Il reato di traffico di influenze, nelle sue tre diverse versioni viste in questi anni, confligge con i principi di tassatività e di chiarezza della norma penale?

«L'articolo 346 bis del codice penale, sul traffico di influenze illecite, dispone che chi, sfruttando o vantando relazioni esistenti o asserite con un pubblico ufficiale o un incaricato di un pubblico servizio, indebitamente fa dare o promettere, a sé o ad altri, denaro o altra utilità, come prezzo della propria mediazione illecita verso un pubblico ufficiale o un incaricato di un pubblico servizio, ovvero per remunerarlo in relazione all'esercizio delle sue funzioni o dei suoi poteri, è punito con la pena della reclusione da un anno a quattro anni e sei mesi. Dà attuazione alla convenzione di Strasburgo del Consiglio d'Europa del 1999, articolo 12, convenzione ratificata in Italia nel 2012. Ha posto problemi nella giurisprudenza, che riguardano l'offensività del reato, la legalità, la natura di reato di pericolo, il problema della consumazione del reato, la necessità di stabilire i rapporti tra illecito penale e illecito amministrativo, considerando che l'attività punita è anche sottoposta al controllo del giudice amministrativo e a quello dell'Autorità nazionale anticorruzione e che la sua configurazione potrebbe coprire anche i compiti svolti dalle cosiddette lobbies e cioè delle rappresentanze di interesse».
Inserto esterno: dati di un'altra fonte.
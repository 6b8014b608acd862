//! Fixed records written into newly created books.

use crate::codec::bytes::write_u32;

/// Body text of an empty book.
pub const EMPTY_BODY: &str = "<html><head><guide></guide></head><body><p></p></body></html>";

/// Offset of the text length inside an FCIS record.
const FCIS_TEXT_LENGTH: usize = 20;

/// The FLIS record every writer emits unchanged.
const FLIS: [u8; 36] = [
    b'F', b'L', b'I', b'S', 0, 0, 0, 8, 0, 0x41, 0, 0, 0, 0, 0, 0, 0xFF, 0xFF, 0xFF, 0xFF,
    0, 1, 0, 3, 0, 0, 0, 3, 0, 0, 0, 1, 0xFF, 0xFF, 0xFF, 0xFF,
];

pub fn flis_record() -> Vec<u8> {
    FLIS.to_vec()
}

/// An FCIS record for a text of `text_length` bytes.
pub fn fcis_record(text_length: u32) -> Vec<u8> {
    let mut out = b"FCIS".to_vec();
    for word in [0x14, 0x10, 1, 0, text_length, 0, 0x20, 8] {
        write_u32(&mut out, word);
    }
    out.extend_from_slice(&[0, 1, 0, 1]);
    write_u32(&mut out, 0);
    out
}

/// Rewrite the text length carried by an existing FCIS record.
pub fn patch_fcis_text_length(record: &mut [u8], text_length: u32) {
    if let Some(field) = record.get_mut(FCIS_TEXT_LENGTH..FCIS_TEXT_LENGTH + 4) {
        field.copy_from_slice(&text_length.to_be_bytes());
    }
}
/// Generate shell completions and print to stdout.
fn cmd_completions(shell: clap_complete::Shell) -> anyhow::Result<()> {
    let mut cmd = Cli::command();
    clap_complete::generate(shell, &mut cmd, "mobikit", &mut std::io::stdout());
    Ok(())
}

/// Generate a man page and print to stdout.
fn cmd_manpage() -> anyhow::Result<()> {
    let cmd = Cli::command();
    let man = clap_mangen::Man::new(cmd);
    let mut buf = Vec::new();
    man.render(&mut buf)?;
    std::io::Write::write_all(&mut std::io::stdout(), &buf)?;
    Ok(())
}

fn open_book(path: &Path) -> anyhow::Result<Document> {
    if !path.exists() {
        anyhow::bail!("File not found: {}", path.display());
    }
    Ok(Document::open(path)?)
}

/// Write `doc` to `output`, or back over `input` after an optional backup.
fn save_book(doc: &Document, input: &Path, output: Option<&Path>, config: &Config) -> anyhow::Result<()> {
    let target = match output {
        Some(out) => out,
        None => {
            if config.write.backup {
                let mut backup = input.as_os_str().to_owned();
                backup.push(".bak");
                std::fs::copy(input, &backup)?;
                tracing::info!(backup = %Path::new(&backup).display(), "Wrote backup");
            }
            input
        }
    };
    doc.save(target)?;
    eprintln!("Saved {}", target.display());
    Ok(())
}

/// Show a summary of the book.
fn cmd_info(path: &Path, json: bool) -> anyhow::Result<()> {
    let doc = open_book(path)?;
    let file_size = std::fs::metadata(path)?.len();
    if json {
        print_info_json(path, file_size, &doc)
    } else {
        print_info_table(path, file_size, &doc);
        Ok(())
    }
}

/// List the EXTH records.
fn cmd_meta(path: &Path, json: bool) -> anyhow::Result<()> {
    let doc = open_book(path)?;
    let charset = doc.character_encoding();
    let records = doc.metadata().records();

    if json {
        let list: Vec<serde_json::Value> = records
            .iter()
            .map(|record| {
                serde_json::json!({
                    "code": record.code(),
                    "tag": record.tag().map(ExthTag::label),
                    "value": describe_record(record, charset),
                })
            })
            .collect();
        println!("{}", serde_json::to_string_pretty(&list)?);
        return Ok(());
    }

    println!();
    for record in records {
        let label = record
            .tag()
            .map(|t| t.label().to_string())
            .unwrap_or_else(|| format!("code {}", record.code()));
        println!("  {:<28} {}", label, describe_record(record, charset));
    }
    println!();
    Ok(())
}

/// List every PDB record with its kind and size.
fn cmd_records(path: &Path, json: bool) -> anyhow::Result<()> {
    use humansize::{format_size, BINARY};

    let doc = open_book(path)?;
    let indices: HashMap<usize, IndexRecord> = doc.indices().into_iter().collect();

    if json {
        let list: Vec<serde_json::Value> = doc
            .records()
            .iter()
            .enumerate()
            .map(|(i, record)| {
                serde_json::json!({
                    "index": i + 1,
                    "kind": record.kind,
                    "size": record.len(),
                    "indx": indices.get(&(i + 1)),
                })
            })
            .collect();
        println!("{}", serde_json::to_string_pretty(&list)?);
        return Ok(());
    }

    println!();
    println!("  {:>6}  {:<20} {}", 0, "header", format_size(doc.header().size() as u64, BINARY));
    for (i, record) in doc.records().iter().enumerate() {
        let detail = indices
            .get(&(i + 1))
            .map(|index| {
                let kind = match index.index_type() {
                    Some(IndexType::Inflection) => "inflection",
                    Some(IndexType::Normal) => "normal",
                    None => "unknown",
                };
                format!("  {kind} index, {} entries", index.entry_count())
            })
            .unwrap_or_default();
        println!(
            "  {:>6}  {:<20} {}{detail}",
            i + 1,
            record.kind.to_string(),
            format_size(record.len() as u64, BINARY)
        );
    }
    println!();
    Ok(())
}

/// Print the title, or set it and save.
fn cmd_title(path: &Path, set: Option<&str>, output: Option<&Path>, config: &Config) -> anyhow::Result<()> {
    let mut doc = open_book(path)?;
    match set {
        None => {
            println!("{}", doc.title());
            Ok(())
        }
        Some(title) => {
            doc.set_title(title);
            save_book(&doc, path, output, config)
        }
    }
}

/// Extract or replace the cover or thumbnail.
fn cmd_image(
    path: &Path,
    slot: ImageSlot,
    args: &ImageArgs,
    output: Option<&Path>,
    config: &Config,
) -> anyhow::Result<()> {
    let mut doc = open_book(path)?;
    let name = match slot {
        ImageSlot::Cover => "cover",
        ImageSlot::Thumbnail => "thumbnail",
    };

    if let Some(target) = &args.extract {
        let image = match slot {
            ImageSlot::Cover => doc.cover(),
            ImageSlot::Thumbnail => doc.thumbnail(),
        };
        let Some(image) = image else {
            anyhow::bail!("{} has no {name}", path.display());
        };
        std::fs::write(target, image)?;
        eprintln!("Wrote {name} to {}", target.display());
        return Ok(());
    }

    if let Some(source) = &args.set {
        let image = std::fs::read(source)?;
        match slot {
            ImageSlot::Cover => doc.set_cover(&image)?,
            ImageSlot::Thumbnail => doc.set_thumbnail(&image)?,
        }
        return save_book(&doc, path, output, config);
    }

    Ok(())
}

/// Print the text, write it to a file, or replace it.
fn cmd_text(
    path: &Path,
    extract: Option<&Path>,
    set: Option<&Path>,
    output: Option<&Path>,
    config: &Config,
) -> anyhow::Result<()> {
    let mut doc = open_book(path)?;

    if let Some(source) = set {
        let text = std::fs::read_to_string(source)?;
        doc.set_text_content_with_record_size(&text, config.write.text_record_size)?;
        return save_book(&doc, path, output, config);
    }

    let text = doc.text_content()?;
    match extract {
        Some(target) => {
            std::fs::write(target, text)?;
            eprintln!("Wrote text to {}", target.display());
        }
        None => print!("{text}"),
    }
    Ok(())
}

/// Create a new book with the given title and authors.
fn cmd_new(output: &Path, title: Option<&str>, authors: &[String]) -> anyhow::Result<()> {
    let mut doc = Document::empty();
    if let Some(title) = title {
        doc.set_title(title);
    }
    let charset = doc.character_encoding();
    for author in authors {
        let record = string_record(ExthTag::Author, author, charset)?;
        doc.metadata_mut().add(record.into_record());
    }
    doc.save(output)?;
    eprintln!("Created {}", output.display());
    Ok(())
}

const STRING_TAGS: &[ExthTag] = &[
    ExthTag::Author,
    ExthTag::Publisher,
    ExthTag::Imprint,
    ExthTag::Description,
    ExthTag::Isbn,
    ExthTag::Subject,
    ExthTag::PublishingDate,
    ExthTag::Review,
    ExthTag::Contributor,
    ExthTag::Rights,
    ExthTag::SubjectCode,
    ExthTag::Type,
    ExthTag::Source,
    ExthTag::Asin,
    ExthTag::VersionNumber,
    ExthTag::Adult,
    ExthTag::RetailPrice,
    ExthTag::RetailPriceCurrency,
    ExthTag::DictionaryShortName,
    ExthTag::Watermark,
    ExthTag::CdeType,
    ExthTag::UpdatedTitle,
    ExthTag::AsinCopy,
    ExthTag::Language,
];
La reazione indignata dell'Associazione nazionale magistrati le appare giustificata?

«Fa parte dell'azione tipica della magistratura militante».

Il vero scenario sullo sfondo è quello del disegno di legge costituzionale di riforma della giustizia. Nel testo attuale, vi vede rischi concreti di lesione dell'indipendenza del pm?

«Non vedo come si possa dire che la cosiddetta separazione delle carriere limiti l'indipendenza delle procure, se, come proposto, l'indipendenza

di queste ultime è garantita esattamente nello stesso modo in cui è assicurata quella dei magistrati giudicanti oggi e, quindi, esiste un consiglio superiore ordinato nello stesso modo per i due corpi della magistratura».